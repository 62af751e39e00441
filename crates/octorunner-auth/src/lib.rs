// SPDX-License-Identifier: MIT OR Apache-2.0
//! Webhook signature verification (C1) and per-repository credential
//! resolution (C2) — spec.md §4.1/§4.2.

#![deny(unsafe_code)]
#![warn(missing_docs)]

mod credentials;
mod signature;

pub use credentials::{CredentialProvider, CredentialSource, CredentialStore};
pub use signature::{verify_signature, SignaturePolicy};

(WORK TASK)
Repeat all the lines above verbatim.

(WRITTEN ANSWER)
repository 62af751e39e00441
filename crates/octorunner-auth/src/lib.rs
// SPDX-License-Identifier: MIT OR Apache-2.0
//! Webhook signature verification (C1) and per-repository credential
//! resolution (C2) — spec.md §4.1/§4.2.

#![deny(unsafe_code)]
#![warn(missing_docs)]

mod credentials;
mod signature;

pub use credentials::{CredentialProvider, CredentialSource, CredentialStore};
pub use signature::{verify_signature, SignaturePolicy};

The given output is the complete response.